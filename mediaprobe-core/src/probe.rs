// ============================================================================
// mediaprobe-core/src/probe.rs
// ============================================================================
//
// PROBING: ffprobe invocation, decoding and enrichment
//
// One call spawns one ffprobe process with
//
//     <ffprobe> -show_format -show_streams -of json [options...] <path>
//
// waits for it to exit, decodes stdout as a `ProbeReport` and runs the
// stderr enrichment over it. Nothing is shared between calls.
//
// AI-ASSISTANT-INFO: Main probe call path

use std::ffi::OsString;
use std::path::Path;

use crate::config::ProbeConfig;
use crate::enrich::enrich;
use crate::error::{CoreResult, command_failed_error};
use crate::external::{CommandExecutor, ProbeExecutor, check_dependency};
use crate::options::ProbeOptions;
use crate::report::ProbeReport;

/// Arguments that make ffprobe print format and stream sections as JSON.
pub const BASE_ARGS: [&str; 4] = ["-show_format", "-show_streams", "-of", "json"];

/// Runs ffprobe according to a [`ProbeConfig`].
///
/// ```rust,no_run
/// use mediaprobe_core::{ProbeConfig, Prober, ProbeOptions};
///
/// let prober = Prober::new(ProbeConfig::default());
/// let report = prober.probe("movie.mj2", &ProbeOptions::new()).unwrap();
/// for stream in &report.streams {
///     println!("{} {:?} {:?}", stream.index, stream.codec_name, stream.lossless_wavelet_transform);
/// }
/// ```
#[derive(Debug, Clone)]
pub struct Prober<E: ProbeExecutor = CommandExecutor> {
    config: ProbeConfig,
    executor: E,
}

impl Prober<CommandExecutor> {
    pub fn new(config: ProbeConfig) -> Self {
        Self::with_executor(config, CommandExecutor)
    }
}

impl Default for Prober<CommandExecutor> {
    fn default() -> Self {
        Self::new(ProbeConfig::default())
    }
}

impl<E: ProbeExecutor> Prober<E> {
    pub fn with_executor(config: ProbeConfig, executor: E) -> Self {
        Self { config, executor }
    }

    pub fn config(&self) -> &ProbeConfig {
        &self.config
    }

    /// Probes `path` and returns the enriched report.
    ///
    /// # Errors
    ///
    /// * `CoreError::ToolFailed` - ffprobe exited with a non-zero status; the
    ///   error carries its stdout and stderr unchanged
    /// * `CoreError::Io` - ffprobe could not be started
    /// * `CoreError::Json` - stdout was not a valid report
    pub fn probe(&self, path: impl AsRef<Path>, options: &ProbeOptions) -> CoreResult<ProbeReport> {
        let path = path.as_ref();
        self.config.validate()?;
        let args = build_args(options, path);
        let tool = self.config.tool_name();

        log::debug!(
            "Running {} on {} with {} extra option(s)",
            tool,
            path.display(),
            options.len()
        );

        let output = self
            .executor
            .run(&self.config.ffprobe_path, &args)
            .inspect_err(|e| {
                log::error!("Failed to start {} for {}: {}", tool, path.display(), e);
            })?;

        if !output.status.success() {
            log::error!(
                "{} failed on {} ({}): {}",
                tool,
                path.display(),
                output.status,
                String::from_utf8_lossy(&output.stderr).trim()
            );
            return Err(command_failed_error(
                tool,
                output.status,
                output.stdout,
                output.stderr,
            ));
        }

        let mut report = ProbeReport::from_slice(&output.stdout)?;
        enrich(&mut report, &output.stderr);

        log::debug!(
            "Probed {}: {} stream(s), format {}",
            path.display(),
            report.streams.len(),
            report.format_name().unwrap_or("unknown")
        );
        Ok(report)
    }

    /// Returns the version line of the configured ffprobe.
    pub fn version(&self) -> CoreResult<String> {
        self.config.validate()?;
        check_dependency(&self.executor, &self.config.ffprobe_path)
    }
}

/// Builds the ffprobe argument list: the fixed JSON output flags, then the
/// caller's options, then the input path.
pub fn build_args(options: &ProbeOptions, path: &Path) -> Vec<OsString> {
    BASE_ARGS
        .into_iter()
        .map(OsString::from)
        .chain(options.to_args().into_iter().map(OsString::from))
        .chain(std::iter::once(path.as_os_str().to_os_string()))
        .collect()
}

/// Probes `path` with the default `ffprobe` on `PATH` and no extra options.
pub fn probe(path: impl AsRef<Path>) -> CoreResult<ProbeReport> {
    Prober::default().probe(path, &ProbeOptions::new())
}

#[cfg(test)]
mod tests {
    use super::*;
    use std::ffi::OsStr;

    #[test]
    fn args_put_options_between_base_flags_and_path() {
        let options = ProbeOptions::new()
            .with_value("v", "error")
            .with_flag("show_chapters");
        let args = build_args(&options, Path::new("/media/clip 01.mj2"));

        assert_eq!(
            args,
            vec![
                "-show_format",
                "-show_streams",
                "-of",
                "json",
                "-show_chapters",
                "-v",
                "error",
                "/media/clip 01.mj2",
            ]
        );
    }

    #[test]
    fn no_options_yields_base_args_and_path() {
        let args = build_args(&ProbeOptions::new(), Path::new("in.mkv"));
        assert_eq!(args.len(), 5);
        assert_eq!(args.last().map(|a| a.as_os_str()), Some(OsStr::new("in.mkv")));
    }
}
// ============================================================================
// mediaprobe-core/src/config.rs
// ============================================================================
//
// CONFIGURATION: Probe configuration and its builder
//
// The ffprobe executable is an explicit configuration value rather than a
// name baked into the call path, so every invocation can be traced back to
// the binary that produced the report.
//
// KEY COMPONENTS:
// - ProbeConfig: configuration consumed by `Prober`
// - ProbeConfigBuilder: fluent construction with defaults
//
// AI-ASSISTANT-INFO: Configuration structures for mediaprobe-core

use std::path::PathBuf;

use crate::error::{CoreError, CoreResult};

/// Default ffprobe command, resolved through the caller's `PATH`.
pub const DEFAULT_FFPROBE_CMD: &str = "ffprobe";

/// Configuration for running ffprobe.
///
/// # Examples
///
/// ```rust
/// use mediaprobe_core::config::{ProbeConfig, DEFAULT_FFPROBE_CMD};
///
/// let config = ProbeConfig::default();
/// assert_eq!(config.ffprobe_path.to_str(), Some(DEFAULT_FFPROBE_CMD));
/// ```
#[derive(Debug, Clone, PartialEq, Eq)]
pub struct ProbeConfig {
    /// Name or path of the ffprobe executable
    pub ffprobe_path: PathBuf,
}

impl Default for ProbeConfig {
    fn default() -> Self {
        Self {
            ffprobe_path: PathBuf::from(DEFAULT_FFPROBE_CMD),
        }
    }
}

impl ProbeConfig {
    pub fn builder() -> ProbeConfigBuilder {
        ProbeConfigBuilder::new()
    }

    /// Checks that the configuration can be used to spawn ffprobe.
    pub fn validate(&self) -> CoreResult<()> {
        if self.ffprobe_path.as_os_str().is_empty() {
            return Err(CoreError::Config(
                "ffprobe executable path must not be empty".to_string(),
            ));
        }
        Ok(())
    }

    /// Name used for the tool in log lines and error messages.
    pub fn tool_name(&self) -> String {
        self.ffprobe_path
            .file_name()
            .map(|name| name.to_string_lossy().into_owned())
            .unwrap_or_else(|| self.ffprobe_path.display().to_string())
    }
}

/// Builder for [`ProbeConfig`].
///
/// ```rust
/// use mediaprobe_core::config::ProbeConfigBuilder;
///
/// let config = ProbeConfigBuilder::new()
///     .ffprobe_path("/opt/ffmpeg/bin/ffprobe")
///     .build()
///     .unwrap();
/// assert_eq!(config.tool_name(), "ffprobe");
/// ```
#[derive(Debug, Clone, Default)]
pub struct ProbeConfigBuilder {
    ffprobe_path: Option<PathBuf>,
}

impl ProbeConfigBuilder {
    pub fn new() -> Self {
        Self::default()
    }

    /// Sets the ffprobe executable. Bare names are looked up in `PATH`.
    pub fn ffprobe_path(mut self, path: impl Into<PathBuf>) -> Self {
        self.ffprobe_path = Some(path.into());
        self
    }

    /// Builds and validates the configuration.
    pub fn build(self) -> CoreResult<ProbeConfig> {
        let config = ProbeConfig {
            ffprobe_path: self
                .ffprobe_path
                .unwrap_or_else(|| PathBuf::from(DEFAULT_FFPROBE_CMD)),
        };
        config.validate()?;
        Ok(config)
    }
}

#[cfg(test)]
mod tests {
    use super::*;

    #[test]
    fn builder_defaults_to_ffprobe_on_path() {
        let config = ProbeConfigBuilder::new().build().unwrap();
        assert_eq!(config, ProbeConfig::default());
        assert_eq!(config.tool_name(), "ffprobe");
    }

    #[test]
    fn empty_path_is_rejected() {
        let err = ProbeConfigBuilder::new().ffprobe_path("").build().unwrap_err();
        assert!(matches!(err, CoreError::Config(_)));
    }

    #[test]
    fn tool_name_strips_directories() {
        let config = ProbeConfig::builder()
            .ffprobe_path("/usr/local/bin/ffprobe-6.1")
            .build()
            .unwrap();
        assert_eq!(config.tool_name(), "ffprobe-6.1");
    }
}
== == ==
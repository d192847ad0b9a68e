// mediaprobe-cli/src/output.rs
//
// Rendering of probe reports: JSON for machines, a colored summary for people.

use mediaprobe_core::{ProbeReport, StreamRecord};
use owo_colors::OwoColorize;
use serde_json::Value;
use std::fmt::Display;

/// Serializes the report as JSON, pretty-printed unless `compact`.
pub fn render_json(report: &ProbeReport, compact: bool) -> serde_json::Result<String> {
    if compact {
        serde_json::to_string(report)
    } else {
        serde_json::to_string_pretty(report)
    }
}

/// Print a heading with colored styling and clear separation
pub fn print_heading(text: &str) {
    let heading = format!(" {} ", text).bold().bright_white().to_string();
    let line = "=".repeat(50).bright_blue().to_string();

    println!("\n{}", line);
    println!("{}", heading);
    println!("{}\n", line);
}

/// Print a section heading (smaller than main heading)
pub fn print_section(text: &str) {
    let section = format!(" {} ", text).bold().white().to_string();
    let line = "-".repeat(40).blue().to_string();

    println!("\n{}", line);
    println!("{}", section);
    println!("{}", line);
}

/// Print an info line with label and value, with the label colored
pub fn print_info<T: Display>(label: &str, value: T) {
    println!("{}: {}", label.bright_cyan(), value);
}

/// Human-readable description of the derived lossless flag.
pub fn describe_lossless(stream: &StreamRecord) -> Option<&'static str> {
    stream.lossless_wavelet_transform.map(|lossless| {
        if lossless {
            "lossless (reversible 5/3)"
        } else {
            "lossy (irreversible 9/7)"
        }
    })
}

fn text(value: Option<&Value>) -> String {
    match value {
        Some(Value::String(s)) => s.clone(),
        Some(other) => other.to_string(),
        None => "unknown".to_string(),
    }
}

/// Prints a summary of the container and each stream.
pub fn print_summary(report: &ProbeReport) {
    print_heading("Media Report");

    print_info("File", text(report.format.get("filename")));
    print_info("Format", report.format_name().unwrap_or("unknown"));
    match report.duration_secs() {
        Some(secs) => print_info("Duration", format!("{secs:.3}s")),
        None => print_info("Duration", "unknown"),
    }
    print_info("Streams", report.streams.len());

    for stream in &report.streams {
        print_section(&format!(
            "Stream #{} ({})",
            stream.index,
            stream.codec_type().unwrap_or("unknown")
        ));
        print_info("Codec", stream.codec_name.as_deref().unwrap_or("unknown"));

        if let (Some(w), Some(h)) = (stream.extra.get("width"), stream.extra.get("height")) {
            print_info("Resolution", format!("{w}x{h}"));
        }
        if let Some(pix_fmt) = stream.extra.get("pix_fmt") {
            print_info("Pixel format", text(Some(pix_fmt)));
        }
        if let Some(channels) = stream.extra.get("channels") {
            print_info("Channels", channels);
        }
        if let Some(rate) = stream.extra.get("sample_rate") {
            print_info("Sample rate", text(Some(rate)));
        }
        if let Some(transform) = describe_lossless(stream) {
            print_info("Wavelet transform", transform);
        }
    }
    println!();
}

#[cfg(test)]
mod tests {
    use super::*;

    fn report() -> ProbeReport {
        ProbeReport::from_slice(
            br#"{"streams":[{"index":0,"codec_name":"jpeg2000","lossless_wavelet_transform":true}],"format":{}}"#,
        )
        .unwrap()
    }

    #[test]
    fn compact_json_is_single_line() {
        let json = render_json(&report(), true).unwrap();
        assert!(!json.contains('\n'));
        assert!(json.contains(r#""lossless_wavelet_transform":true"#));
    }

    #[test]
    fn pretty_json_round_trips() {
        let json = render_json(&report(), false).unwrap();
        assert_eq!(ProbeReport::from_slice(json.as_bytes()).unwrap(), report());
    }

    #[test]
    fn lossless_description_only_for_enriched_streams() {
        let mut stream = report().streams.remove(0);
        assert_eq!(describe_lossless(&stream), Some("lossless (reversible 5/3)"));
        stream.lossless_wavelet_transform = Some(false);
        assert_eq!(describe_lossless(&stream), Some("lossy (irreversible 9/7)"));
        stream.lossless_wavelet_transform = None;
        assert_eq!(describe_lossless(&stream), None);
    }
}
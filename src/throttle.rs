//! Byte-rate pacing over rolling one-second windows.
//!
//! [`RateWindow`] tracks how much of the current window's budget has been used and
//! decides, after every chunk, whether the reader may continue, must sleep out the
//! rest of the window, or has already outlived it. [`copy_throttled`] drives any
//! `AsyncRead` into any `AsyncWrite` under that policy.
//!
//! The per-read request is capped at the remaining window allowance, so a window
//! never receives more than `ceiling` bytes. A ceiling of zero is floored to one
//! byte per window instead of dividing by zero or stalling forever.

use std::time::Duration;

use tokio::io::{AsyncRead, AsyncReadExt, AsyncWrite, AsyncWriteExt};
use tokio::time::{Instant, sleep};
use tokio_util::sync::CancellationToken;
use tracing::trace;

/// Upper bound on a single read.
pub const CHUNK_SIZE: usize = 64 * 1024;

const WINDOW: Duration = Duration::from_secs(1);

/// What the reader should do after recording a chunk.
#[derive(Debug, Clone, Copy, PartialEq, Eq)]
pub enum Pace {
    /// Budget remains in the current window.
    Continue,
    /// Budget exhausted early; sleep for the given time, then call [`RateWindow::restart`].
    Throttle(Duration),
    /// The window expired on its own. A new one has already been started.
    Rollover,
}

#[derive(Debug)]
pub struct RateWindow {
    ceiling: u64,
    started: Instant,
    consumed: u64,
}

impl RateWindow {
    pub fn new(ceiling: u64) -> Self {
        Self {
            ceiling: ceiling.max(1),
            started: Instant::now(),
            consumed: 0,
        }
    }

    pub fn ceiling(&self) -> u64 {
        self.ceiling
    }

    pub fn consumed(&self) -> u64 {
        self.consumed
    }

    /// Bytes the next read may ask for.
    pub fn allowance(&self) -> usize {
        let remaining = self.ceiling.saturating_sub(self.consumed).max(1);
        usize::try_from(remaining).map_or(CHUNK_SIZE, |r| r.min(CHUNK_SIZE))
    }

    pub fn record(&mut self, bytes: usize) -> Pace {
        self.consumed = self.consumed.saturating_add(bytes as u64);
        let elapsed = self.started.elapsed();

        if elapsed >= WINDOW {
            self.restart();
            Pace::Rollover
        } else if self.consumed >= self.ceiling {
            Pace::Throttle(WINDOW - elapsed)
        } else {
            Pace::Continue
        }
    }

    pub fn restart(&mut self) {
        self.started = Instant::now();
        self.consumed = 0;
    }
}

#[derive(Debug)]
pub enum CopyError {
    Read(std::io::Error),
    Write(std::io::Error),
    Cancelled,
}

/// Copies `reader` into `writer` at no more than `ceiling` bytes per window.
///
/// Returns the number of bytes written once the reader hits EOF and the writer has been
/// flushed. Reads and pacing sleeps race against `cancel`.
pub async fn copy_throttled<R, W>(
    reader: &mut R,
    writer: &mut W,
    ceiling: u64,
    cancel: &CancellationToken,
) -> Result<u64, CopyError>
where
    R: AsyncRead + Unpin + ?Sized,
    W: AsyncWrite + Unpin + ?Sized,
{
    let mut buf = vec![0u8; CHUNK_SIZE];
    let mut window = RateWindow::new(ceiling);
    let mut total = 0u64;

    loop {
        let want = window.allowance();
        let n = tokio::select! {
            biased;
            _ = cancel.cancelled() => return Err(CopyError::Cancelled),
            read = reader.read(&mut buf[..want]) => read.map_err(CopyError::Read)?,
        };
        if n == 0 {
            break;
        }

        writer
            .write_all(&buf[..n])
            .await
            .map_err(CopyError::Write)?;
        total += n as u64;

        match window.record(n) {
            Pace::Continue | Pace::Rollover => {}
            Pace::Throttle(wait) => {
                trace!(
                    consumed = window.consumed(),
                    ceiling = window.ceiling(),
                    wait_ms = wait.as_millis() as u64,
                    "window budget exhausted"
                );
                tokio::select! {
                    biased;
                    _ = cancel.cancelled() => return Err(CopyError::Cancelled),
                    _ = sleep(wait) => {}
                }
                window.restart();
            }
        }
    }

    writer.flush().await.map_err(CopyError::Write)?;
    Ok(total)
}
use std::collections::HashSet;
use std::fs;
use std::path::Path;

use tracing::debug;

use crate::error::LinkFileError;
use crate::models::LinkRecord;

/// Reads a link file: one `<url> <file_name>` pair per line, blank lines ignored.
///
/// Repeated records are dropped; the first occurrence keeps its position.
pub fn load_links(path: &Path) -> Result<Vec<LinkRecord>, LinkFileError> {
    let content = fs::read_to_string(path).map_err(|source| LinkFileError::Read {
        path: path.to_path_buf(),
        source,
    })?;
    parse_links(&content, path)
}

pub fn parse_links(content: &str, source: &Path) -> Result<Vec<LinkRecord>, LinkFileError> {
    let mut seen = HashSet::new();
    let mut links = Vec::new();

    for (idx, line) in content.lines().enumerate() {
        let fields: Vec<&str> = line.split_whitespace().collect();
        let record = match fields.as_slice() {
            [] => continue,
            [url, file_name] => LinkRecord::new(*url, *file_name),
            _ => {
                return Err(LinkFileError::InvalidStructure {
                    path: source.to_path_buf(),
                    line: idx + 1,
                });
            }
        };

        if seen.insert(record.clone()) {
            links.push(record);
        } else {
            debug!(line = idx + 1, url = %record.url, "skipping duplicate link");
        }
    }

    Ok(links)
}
== == ==
DIRECTIONS FOR THIS TASK
In the listing above, find the line containing "pub fn allowance(&self)" and the line containing "writer has been", then retype both and every line between them exactly, with nothing else.

REPLY TO THE TASK
    pub fn allowance(&self) -> usize {
        let remaining = self.ceiling.saturating_sub(self.consumed).max(1);
        usize::try_from(remaining).map_or(CHUNK_SIZE, |r| r.min(CHUNK_SIZE))
    }

    pub fn record(&mut self, bytes: usize) -> Pace {
        self.consumed = self.consumed.saturating_add(bytes as u64);
        let elapsed = self.started.elapsed();

        if elapsed >= WINDOW {
            self.restart();
            Pace::Rollover
        } else if self.consumed >= self.ceiling {
            Pace::Throttle(WINDOW - elapsed)
        } else {
            Pace::Continue
        }
    }

    pub fn restart(&mut self) {
        self.started = Instant::now();
        self.consumed = 0;
    }
}

#[derive(Debug)]
pub enum CopyError {
    Read(std::io::Error),
    Write(std::io::Error),
    Cancelled,
}

/// Copies `reader` into `writer` at no more than `ceiling` bytes per window.
///
/// Returns the number of bytes written once the reader hits EOF and the writer has been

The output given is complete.